In recent years, the Federal Circuit has, with varying levels of agreement, considered what behavior by generic drugmakers constitutes inducement of infringement regarding so-called “off-label” prescribing for indications not covered in their approved label (known as a “skinny label; seeGlaxoSmithKline LLC v. Teva Pharmaceuticals USA, Inc. (Fed. Cir. 2020)“).  In the latest instance (seeAmarin Pharma, Inc. v. Hikma Pharmaceuticals USA Inc. (Fed. Cir. 2024)“), the Solicitor General filed its amicus brief (at the Supreme Court’s behest) regarding the issue, once again (as has been done before; seeSolicitor General Files Brief Advocating Certiorari Grant in Teva Pharmaceuticals v. GlaxoSmithKline; Court Declines Invitation“) arguing that the Court should grant certiorari.

Today, the Court granted Hikma’s certiorari petition, which recited the following Questions Presented:

1. When a generic drug label fully carves out a patented use, are allegations that the generic drugmaker calls its product a “generic version” and cites public information about the branded drug (e.g., sales) enough to plead induced infringement of the patented use?

2. Does a complaint state a claim for induced infringement of a patented method if it does not allege any instruction or other statement by the defendant that encourages, or even mentions, the patented use?

This case follows patterns found before in instances where the Court has granted cert: the Federal Circuit has rendered decisions with competing stances taken by members of the Court and the decision has “real world” implications on important societal matters (i.e., it isn’t just a patent dispute between the parties but will influence important policy outcomes; here, regarding the availability of generic drugs).

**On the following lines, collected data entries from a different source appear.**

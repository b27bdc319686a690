//! Request routing — map URL patterns and HTTP methods to handler functions.
//!
//! [`Router`] dispatches incoming HTTP requests to handler functions based on
//! the request method and URL path. Three pattern styles are supported:
//!
//! | Pattern              | Example match       | Captured params   |
//! |----------------------|---------------------|-------------------|
//! | `/api/entries`       | `/api/entries`      | *(none)*          |
//! | `/api/entries/:id`   | `/api/entries/42`   | `id → "42"`       |
//! | `/*`                 | `/anything/at/all`  | `wildcard → "/anything/at/all"` |
//!
//! Trailing slashes are normalized on both patterns and incoming paths.
//! Routes are matched in registration order; the first route whose method and
//! pattern both match wins. The wildcard form exists for the SPA fallback the
//! ledger backend serves on unmatched GETs.

use std::future::Future;
use std::pin::Pin;
use std::sync::Arc;

use crate::context::{Context, PathParams};
use crate::{Method, Request, Response, StatusCode};

/// Type-erased, heap-allocated async handler that processes a [`Context`] and
/// returns a [`Response`].
///
/// Handlers are stored behind `Arc<dyn Fn(…)>` so they can be cloned and
/// shared across tasks. Use [`Router::get`] and friends rather than
/// constructing this type directly.
pub type Handler =
    Arc<dyn Fn(Context) -> Pin<Box<dyn Future<Output = Response> + Send>> + Send + Sync + 'static>;

/// Conversion trait for async handler functions.
///
/// Any `Fn(Context) -> impl Future<Output = Response> + Send` that is also
/// `Send + Sync + 'static` implements this automatically.
pub trait IntoHandler: Send + Sync + 'static {
    /// Call the handler with the given context, boxing the returned future.
    fn call(&self, ctx: Context) -> Pin<Box<dyn Future<Output = Response> + Send>>;
}

impl<T, F> IntoHandler for T
where
    T: Fn(Context) -> F + Send + Sync + 'static,
    F: Future<Output = Response> + Send + 'static,
{
    fn call(&self, ctx: Context) -> Pin<Box<dyn Future<Output = Response> + Send>> {
        Box::pin((self)(ctx))
    }
}

// A single path segment, either a literal string or a named capture (`:name`).
#[derive(Debug, Clone)]
enum Segment {
    Static(String),
    Parameter(String),
}

// Compiled representation of a route pattern string.
#[derive(Debug, Clone)]
enum Pattern {
    // Matches one exact path string, e.g. `/api/entries`.
    Exact(String),
    // Fixed number of segments, some of which may be named captures.
    Parameterized { segments: Vec<Segment> },
    // Matches any path starting with the given prefix, e.g. `/*`.
    Wildcard(String),
}

impl Pattern {
    // Classification order: `/*` suffix → Wildcard, `:` anywhere →
    // Parameterized, otherwise Exact. Trailing slashes (other than root)
    // are stripped first so `/api/entries/` and `/api/entries` compile
    // identically.
    fn parse(pattern: &str) -> Self {
        let pattern = if pattern != "/" && pattern.ends_with('/') {
            &pattern[..pattern.len() - 1]
        } else {
            pattern
        };

        if let Some(prefix) = pattern.strip_suffix("/*") {
            return Pattern::Wildcard(prefix.to_string());
        }

        if pattern.contains(':') {
            let segments = pattern
                .split('/')
                .filter(|s| !s.is_empty())
                .map(|s| {
                    if let Some(p) = s.strip_prefix(':') {
                        Segment::Parameter(p.to_string())
                    } else {
                        Segment::Static(s.to_string())
                    }
                })
                .collect();

            return Pattern::Parameterized { segments };
        }

        Pattern::Exact(pattern.to_string())
    }

    // Try to match `path` against this pattern, returning extracted
    // [`PathParams`] on success.
    fn matches(&self, path: &str) -> Option<PathParams> {
        let path = if path != "/" && path.ends_with('/') {
            &path[..path.len() - 1]
        } else {
            path
        };

        match self {
            Pattern::Exact(p) => {
                if p == path {
                    Some(PathParams::new())
                } else {
                    None
                }
            }
            Pattern::Parameterized { segments } => {
                let mut params = PathParams::new();
                let path_segments: Vec<&str> = path.split('/').filter(|s| !s.is_empty()).collect();

                if segments.len() != path_segments.len() {
                    return None;
                }

                for (seg, path_seg) in segments.iter().zip(path_segments) {
                    match seg {
                        Segment::Static(s) => {
                            if s != path_seg {
                                return None;
                            }
                        }
                        Segment::Parameter(name) => {
                            params.insert(name.clone(), path_seg.to_string());
                        }
                    }
                }

                Some(params)
            }
            Pattern::Wildcard(prefix) => {
                if let Some(suffix) = path.strip_prefix(prefix.as_str()) {
                    let mut params = PathParams::new();
                    params.insert("wildcard".to_string(), suffix.to_string());
                    Some(params)
                } else {
                    None
                }
            }
        }
    }
}

// A single registered route binding a method + pattern to a handler.
struct Route {
    method: Method,
    pattern: Pattern,
    handler: Handler,
}

impl Route {
    fn new(method: Method, pattern: &str, handler: Handler) -> Self {
        Self {
            method,
            pattern: Pattern::parse(pattern),
            handler,
        }
    }

    // `Some(params)` when both the method and the path pattern match.
    fn matches(&self, method: &Method, path: &str) -> Option<PathParams> {
        if &self.method == method {
            self.pattern.matches(path)
        } else {
            None
        }
    }
}

/// HTTP request router that dispatches requests to registered handlers.
///
/// Routes are evaluated in registration order; when no route matches, a
/// `404 Not Found` response is returned.
///
/// # Examples
///
/// ```no_run
/// use ledgerd::{Router, Response, StatusCode};
/// use ledgerd::context::Context;
///
/// let mut router = Router::new();
///
/// router.get("/api/entries", |_ctx| async {
///     Response::new(StatusCode::Ok).body("[]")
/// });
///
/// router.delete("/api/entries/:id", |ctx: Context| async move {
///     let id = ctx.params().get("id").unwrap_or("?").to_owned();
///     Response::new(StatusCode::NoContent).body(id)
/// });
/// ```
pub struct Router {
    routes: Vec<Route>,
}

impl Default for Router {
    fn default() -> Self {
        Self::new()
    }
}

impl Router {
    /// Create a new, empty `Router`.
    pub fn new() -> Self {
        Self { routes: Vec::new() }
    }

    /// Register a handler for `GET` requests matching `path`.
    pub fn get(&mut self, path: &str, handler: impl IntoHandler) {
        self.add_route(Method::Get, path, handler);
    }

    /// Register a handler for `POST` requests matching `path`.
    pub fn post(&mut self, path: &str, handler: impl IntoHandler) {
        self.add_route(Method::Post, path, handler);
    }

    /// Register a handler for `DELETE` requests matching `path`.
    pub fn delete(&mut self, path: &str, handler: impl IntoHandler) {
        self.add_route(Method::Delete, path, handler);
    }

    // Erase the concrete handler type and store it as a `Handler` trait object.
    fn add_route(&mut self, method: Method, path: &str, handler: impl IntoHandler) {
        let handler: Handler = Arc::new(move |ctx| handler.call(ctx));
        self.routes.push(Route::new(method, path, handler));
    }

    /// Return the number of registered routes.
    pub fn len(&self) -> usize {
        self.routes.len()
    }

    /// Return `true` if no routes have been registered.
    pub fn is_empty(&self) -> bool {
        self.routes.is_empty()
    }

    /// Dispatch `request` to the first matching route and return its response.
    ///
    /// When no route matches, a `404 Not Found` response is returned.
    pub async fn route(&self, request: Request) -> Response {
        let path = request.path().to_owned();

        for route in &self.routes {
            if let Some(params) = route.matches(request.method(), &path) {
                let ctx = Context::with_params(request, params);
                return (route.handler)(ctx).await;
            }
        }

        Response::new(StatusCode::NotFound)
    }
}

#[cfg(test)]
mod tests {
    use super::*;

    fn make_request(method: &str, path: &str) -> Request {
        let raw = format!("{method} {path} HTTP/1.1\r\nHost: localhost\r\n\r\n");
        let (req, _) = Request::parse(raw.as_bytes()).unwrap();
        req
    }

    // ── Pattern ──────────────────────────────────────────────────────────────

    #[test]
    fn pattern_exact_match() {
        let pat = Pattern::parse("/api/entries");
        assert!(pat.matches("/api/entries").is_some());
        assert!(pat.matches("/api/entries/").is_some());
        assert!(pat.matches("/api/other").is_none());
    }

    #[test]
    fn pattern_root() {
        let pat = Pattern::parse("/");
        assert!(pat.matches("/").is_some());
        assert!(pat.matches("/other").is_none());
    }

    #[test]
    fn pattern_param_extracts_value() {
        let pat = Pattern::parse("/api/entries/:id");
        let params = pat.matches("/api/entries/42").unwrap();
        assert_eq!(params.get("id"), Some("42"));
    }

    #[test]
    fn pattern_param_segment_count_must_match() {
        let pat = Pattern::parse("/api/entries/:id");
        assert!(pat.matches("/api/entries").is_none());
        assert!(pat.matches("/api/entries/42/extra").is_none());
    }

    #[test]
    fn pattern_param_static_segments_must_match() {
        let pat = Pattern::parse("/api/entries/:id");
        assert!(pat.matches("/api/other/42").is_none());
    }

    #[test]
    fn pattern_wildcard_captures_suffix() {
        let pat = Pattern::parse("/*");
        let params = pat.matches("/app/anything").unwrap();
        assert_eq!(params.get("wildcard"), Some("/app/anything"));
    }

    // ── Router ───────────────────────────────────────────────────────────────

    #[test]
    fn router_starts_empty() {
        let router = Router::new();
        assert!(router.is_empty());
        assert_eq!(router.len(), 0);
    }

    #[tokio::test]
    async fn empty_router_returns_404() {
        let router = Router::new();
        let res = router.route(make_request("GET", "/")).await;
        assert_eq!(res.status(), StatusCode::NotFound);
    }

    #[tokio::test]
    async fn method_mismatch_is_404() {
        let mut router = Router::new();
        router.get("/api/entries", |_ctx| async { Response::new(StatusCode::Ok) });
        let res = router.route(make_request("POST", "/api/entries")).await;
        assert_eq!(res.status(), StatusCode::NotFound);
    }

    #[tokio::test]
    async fn first_matching_route_wins() {
        let mut router = Router::new();
        router.get("/x", |_ctx| async { Response::new(StatusCode::Ok) });
        router.get("/x", |_ctx| async { Response::new(StatusCode::Created) });
        let res = router.route(make_request("GET", "/x")).await;
        assert_eq!(res.status(), StatusCode::Ok);
    }

    #[tokio::test]
    async fn parameterized_route_receives_captures() {
        let mut router = Router::new();
        router.delete("/api/entries/:id", |ctx: Context| async move {
            let id = ctx.params().get("id").unwrap_or("").to_owned();
            Response::new(StatusCode::Ok).body(id)
        });
        let res = router.route(make_request("DELETE", "/api/entries/7")).await;
        assert_eq!(res.status(), StatusCode::Ok);
        assert_eq!(res.body_ref(), b"7");
    }

    #[tokio::test]
    async fn wildcard_fallback_matches_everything_under_prefix() {
        let mut router = Router::new();
        router.get("/api/entries", |_ctx| async { Response::new(StatusCode::Ok) });
        router.get("/*", |_ctx| async {
            Response::new(StatusCode::Ok).body("fallback")
        });
        let res = router.route(make_request("GET", "/some/deep/page")).await;
        assert_eq!(res.body_ref(), b"fallback");
        // registration order still sends the API route to its handler
        let res = router.route(make_request("GET", "/api/entries")).await;
        assert!(res.body_ref().is_empty());
    }
}
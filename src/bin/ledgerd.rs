//! The entry-store backend: the ledger API plus the demo pages the client
//! loads, stacked behind CORS and request logging.

use std::sync::Arc;

use tracing::info;
use tracing_subscriber::EnvFilter;

use ledgerd::context::Context;
use ledgerd::ledger::{LedgerStore, api_router};
use ledgerd::middleware::{Cors, Next, RequestLog, from_middleware, terminal};
use ledgerd::server::Server;
use ledgerd::{Response, StatusCode};

const INDEX_HTML: &str = r#"<!doctype html>
<html lang="en">
<head><meta charset="utf-8"><title>Ledger</title></head>
<body>
  <h1>Ledger</h1>
  <p><a href="/app.html">Open the balance sheet</a></p>
</body>
</html>
"#;

const APP_HTML: &str = r#"<!doctype html>
<html lang="en">
<head>
  <meta charset="utf-8">
  <meta name="viewport" content="width=device-width, initial-scale=1">
  <link rel="manifest" href="/manifest.json">
  <title>Balance Sheet</title>
</head>
<body>
  <h1>Balance Sheet</h1>
  <form id="entry-form">
    <input id="title" placeholder="Title" required>
    <input id="amount" type="number" step="0.01" placeholder="Amount" required>
    <button type="submit">Add</button>
  </form>
  <ul id="entries"></ul>
  <script>
    const list = document.getElementById('entries');
    const form = document.getElementById('entry-form');
    async function refresh() {
      try {
        const entries = await (await fetch('/api/entries')).json();
        localStorage.setItem('entries', JSON.stringify(entries));
        render(entries);
      } catch {
        render(JSON.parse(localStorage.getItem('entries') || '[]'));
      }
    }
    function render(entries) {
      list.innerHTML = '';
      for (const e of entries) {
        const li = document.createElement('li');
        li.textContent = `${e.title}: ${e.amount}`;
        list.appendChild(li);
      }
    }
    form.addEventListener('submit', async (ev) => {
      ev.preventDefault();
      await fetch('/api/entries', {
        method: 'POST',
        headers: { 'Content-Type': 'application/json' },
        body: JSON.stringify({
          title: document.getElementById('title').value,
          amount: Number(document.getElementById('amount').value),
        }),
      });
      form.reset();
      refresh();
    });
    refresh();
  </script>
</body>
</html>
"#;

const WEB_MANIFEST: &str = r#"{
  "name": "Balance Sheet",
  "short_name": "Ledger",
  "start_url": "/app.html",
  "display": "standalone"
}
"#;

fn init_tracing() {
    let filter = EnvFilter::try_from_default_env().unwrap_or_else(|_| EnvFilter::new("info"));
    tracing_subscriber::fmt().with_env_filter(filter).init();
}

fn page(body: &'static str, content_type: &'static str) -> Response {
    Response::new(StatusCode::Ok)
        .header("Content-Type", content_type)
        .body(body)
}

#[tokio::main]
async fn main() -> Result<(), Box<dyn std::error::Error>> {
    init_tracing();

    let addr =
        std::env::var("LEDGERD_ADDR").unwrap_or_else(|_| "127.0.0.1:3000".to_owned());

    let mut router = api_router(Arc::new(LedgerStore::new()));
    router.get("/", |_ctx: Context| async {
        page(INDEX_HTML, "text/html; charset=utf-8")
    });
    router.get("/app.html", |_ctx: Context| async {
        page(APP_HTML, "text/html; charset=utf-8")
    });
    router.get("/manifest.json", |_ctx: Context| async {
        page(WEB_MANIFEST, "application/json")
    });
    // SPA fallback for any other GET
    router.get("/*", |_ctx: Context| async {
        page(INDEX_HTML, "text/html; charset=utf-8")
    });

    let router = Arc::new(router);
    let chain: Vec<ledgerd::middleware::MiddlewareHandler> = vec![
        from_middleware(Arc::new(RequestLog)),
        from_middleware(Arc::new(Cors::new())),
        terminal(move |ctx: Context| {
            let router = Arc::clone(&router);
            // the router re-matches from the raw request; the middleware
            // chain only ever sees one terminal entry
            async move { router.route(ctx.into_request()).await }
        }),
    ];

    let server = Server::bind(&addr).await?;
    info!(address = %server.local_addr(), "ledgerd up");

    server
        .run(move |request| {
            let chain = chain.clone();
            async move { Next::new(chain).run(Context::new(request)).await }
        })
        .await?;

    Ok(())
}
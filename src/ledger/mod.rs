//! The ledger entry store and its REST API.
//!
//! A monetary entry is `{id, title, amount}`; the store is an in-memory list
//! with an auto-incrementing identifier. Three routes cover it:
//!
//! | Method | Path               | Success                    | Failure |
//! |--------|--------------------|----------------------------|---------|
//! | GET    | /api/entries       | 200, JSON array            | —       |
//! | POST   | /api/entries       | 201, created entry with id | 400 invalid body |
//! | DELETE | /api/entries/:id   | 204, empty body            | 404 unknown id |
//!
//! The store deliberately has no persistence; the offline layer in
//! [`crate::offline`] is an availability layer for reads, not a sync layer,
//! and mutations only ever live here.

use std::sync::{Arc, Mutex, PoisonError};

use serde::{Deserialize, Serialize};
use serde_json::Value;

use crate::context::Context;
use crate::router::Router;
use crate::{Response, StatusCode};

/// A single monetary entry.
#[derive(Debug, Clone, PartialEq, Serialize, Deserialize)]
pub struct Entry {
    pub id: u64,
    pub title: String,
    pub amount: f64,
}

// Inner state guarded by the store mutex.
#[derive(Debug)]
struct Entries {
    items: Vec<Entry>,
    next_id: u64,
}

/// In-memory entry store with auto-incrementing ids starting at 1.
///
/// Critical sections are short and never held across an await, so a plain
/// [`std::sync::Mutex`] suffices.
#[derive(Debug)]
pub struct LedgerStore {
    inner: Mutex<Entries>,
}

impl Default for LedgerStore {
    fn default() -> Self {
        Self::new()
    }
}

impl LedgerStore {
    /// Creates an empty store; the first entry will get id 1.
    pub fn new() -> Self {
        Self {
            inner: Mutex::new(Entries {
                items: Vec::new(),
                next_id: 1,
            }),
        }
    }

    fn lock(&self) -> std::sync::MutexGuard<'_, Entries> {
        self.inner.lock().unwrap_or_else(PoisonError::into_inner)
    }

    /// Returns all entries in insertion order.
    pub fn list(&self) -> Vec<Entry> {
        self.lock().items.clone()
    }

    /// Appends a new entry and returns it with its assigned id.
    pub fn add(&self, title: String, amount: f64) -> Entry {
        let mut inner = self.lock();
        let entry = Entry {
            id: inner.next_id,
            title,
            amount,
        };
        inner.next_id += 1;
        inner.items.push(entry.clone());
        entry
    }

    /// Removes the entry with the given id. Returns `false` if absent.
    pub fn remove(&self, id: u64) -> bool {
        let mut inner = self.lock();
        match inner.items.iter().position(|e| e.id == id) {
            Some(index) => {
                inner.items.remove(index);
                true
            }
            None => false,
        }
    }

    /// Returns the number of stored entries.
    pub fn len(&self) -> usize {
        self.lock().items.len()
    }

    /// Returns `true` if the store holds no entries.
    pub fn is_empty(&self) -> bool {
        self.lock().items.is_empty()
    }
}

fn error_body(message: &str) -> Value {
    serde_json::json!({ "error": message })
}

// POST body validation: `title` must be a non-empty string and `amount` a
// JSON number. A numeric string is rejected, matching the strictness the
// client relies on.
fn parse_new_entry(body: &Value) -> Option<(String, f64)> {
    let title = body.get("title")?.as_str()?;
    if title.is_empty() {
        return None;
    }
    let amount = body.get("amount")?.as_f64()?;
    Some((title.to_owned(), amount))
}

/// Builds the entry-store API router over a shared [`LedgerStore`].
pub fn api_router(store: Arc<LedgerStore>) -> Router {
    let mut router = Router::new();

    let list_store = Arc::clone(&store);
    router.get("/api/entries", move |_ctx: Context| {
        let store = Arc::clone(&list_store);
        async move { Response::json(StatusCode::Ok, &store.list()) }
    });

    let create_store = Arc::clone(&store);
    router.post("/api/entries", move |ctx: Context| {
        let store = Arc::clone(&create_store);
        async move {
            let body: Value = match ctx.json() {
                Ok(body) => body,
                Err(_) => {
                    return Response::json(
                        StatusCode::BadRequest,
                        &error_body("Invalid entry data"),
                    );
                }
            };
            match parse_new_entry(&body) {
                Some((title, amount)) => {
                    let entry = store.add(title, amount);
                    Response::json(StatusCode::Created, &entry)
                }
                None => {
                    Response::json(StatusCode::BadRequest, &error_body("Invalid entry data"))
                }
            }
        }
    });

    let delete_store = Arc::clone(&store);
    router.delete("/api/entries/:id", move |ctx: Context| {
        let store = Arc::clone(&delete_store);
        async move {
            // A non-numeric id cannot name an entry: same 404 as a missing one.
            let id = ctx.params().get("id").and_then(|raw| raw.parse::<u64>().ok());
            match id {
                Some(id) if store.remove(id) => Response::new(StatusCode::NoContent),
                _ => Response::json(StatusCode::NotFound, &error_body("Entry not found")),
            }
        }
    });

    router
}
pub mod cmc;

use async_trait::async_trait;
use common::{
    models::{CoinRecord, MapEntry},
    Result,
};

pub use cmc::CmcConnector;

/// Trait defining the interface for market-data API clients
#[async_trait]
pub trait MarketDataConnector: Send + Sync {
    /// Fetch up to `limit` coins in the server's market-cap ranking order
    async fn fetch_all(&self, limit: u32) -> Result<Vec<CoinRecord>>;

    /// Fetch quotes for exactly the given ids, sorted by ascending rank
    async fn fetch_selected(&self, ids: &[u64]) -> Result<Vec<CoinRecord>>;

    /// Fetch the full identifier catalog
    async fn fetch_map(&self) -> Result<Vec<MapEntry>>;
}
use chrono::{DateTime, Utc};
use serde::{Deserialize, Serialize};

/// Per-currency quote container. The API keys quotes by the reference
/// currency; only USD is requested here.
#[derive(Debug, Clone, Default, Serialize, Deserialize)]
pub struct Quote {
    #[serde(rename = "USD", default)]
    pub usd: Option<UsdQuote>,
}

/// A USD price/volume/market-cap snapshot.
///
/// Every numeric field is nullable: the API returns explicit nulls for
/// low-liquidity or newly-listed coins, so each consumer guards each
/// field independently.
#[derive(Debug, Clone, Default, Serialize, Deserialize)]
pub struct UsdQuote {
    #[serde(default)]
    pub price: Option<f64>,
    #[serde(default)]
    pub market_cap: Option<f64>,
    #[serde(default)]
    pub volume_24h: Option<f64>,
    #[serde(default)]
    pub percent_change_1h: Option<f64>,
    #[serde(default)]
    pub percent_change_24h: Option<f64>,
    #[serde(default)]
    pub percent_change_7d: Option<f64>,
    #[serde(default)]
    pub last_updated: Option<DateTime<Utc>>,
}
pub mod coin;
pub mod price;

pub use coin::{CoinRecord, MapEntry};
pub use price::{Quote, UsdQuote};
mod config;
mod console;
mod html;
mod normalize;
#[cfg(test)]
mod test_util;

use clap::Parser;
use config::AppConfig;
use connectors::{CmcConnector, MarketDataConnector};
use normalize::RefPrices;
use store::MapCache;
use tracing_subscriber::EnvFilter;

/// Query CoinMarketCap and print selected or all coins as a console
/// table or an HTML document.
#[derive(Parser, Debug)]
#[command(name = "coinwatch", version)]
struct Args {
    /// Print all coins instead of the configured selection
    #[arg(short = 'a', long)]
    all: bool,

    /// Emit an HTML document of all coins on stdout
    #[arg(long)]
    html: bool,

    /// Fetch a fresh coin map and update the cache file
    #[arg(long)]
    map: bool,

    /// Substring filter applied to coin symbols and slugs
    searchstring: Option<String>,
}

#[tokio::main]
async fn main() {
    // Quiet by default so warnings do not interleave with table output
    // unless RUST_LOG asks for them.
    tracing_subscriber::fmt()
        .with_env_filter(
            EnvFilter::try_from_default_env().unwrap_or_else(|_| EnvFilter::new("error")),
        )
        .with_writer(std::io::stderr)
        .init();

    if let Err(e) = run(Args::parse()).await {
        // Diagnostics go to stdout, next to where the table would be.
        println!("{}", e);
        std::process::exit(1);
    }
}

async fn run(args: Args) -> common::Result<()> {
    let cfg = AppConfig::from_env()?;
    let connector = CmcConnector::new(cfg.api_key.clone());
    let cache = MapCache::new(&cfg.cache_path);

    if args.map {
        let entries = connector.fetch_map().await?;
        cache.write_entries(&entries)?;
        println!("Wrote new or updated file: {}", cfg.cache_path);
        return Ok(());
    }

    let records = if args.html || args.all {
        connector.fetch_all(cfg.limit).await?
    } else {
        let ids = cache.load().resolve(&cfg.selected_coins)?;
        connector.fetch_selected(&ids).await?
    };

    let refs = RefPrices::from_records(&records);
    if args.html {
        print!("{}", html::render(&records, &refs));
    } else {
        print!(
            "{}",
            console::render(&records, &refs, args.searchstring.as_deref())
        );
    }
    Ok(())
}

The Court’s Order does not specify which flavor of these Questions they have deigned to consider, and how Hikma crafts the questions it actually argues will be seen in coming months.  However, the universal sentiment on both sides of the aisle are that drugs cost too much, and to the extent this sentiment resonated with the Justices (and whether such resonance with common sentiment is, as in other instances, a factor in their decision to hear the case) will also become evident in time.  In this way, this certiorari decision is reminiscent of the Court’s grant in Association of Molecular Pathology v. Myriad without the predictably fraught outcomes arising therefrom.  After all, what could be bad about lower drug costs (other than reducing the availability of innovator drugs to be copied by generic drugmakers)?  We shall see.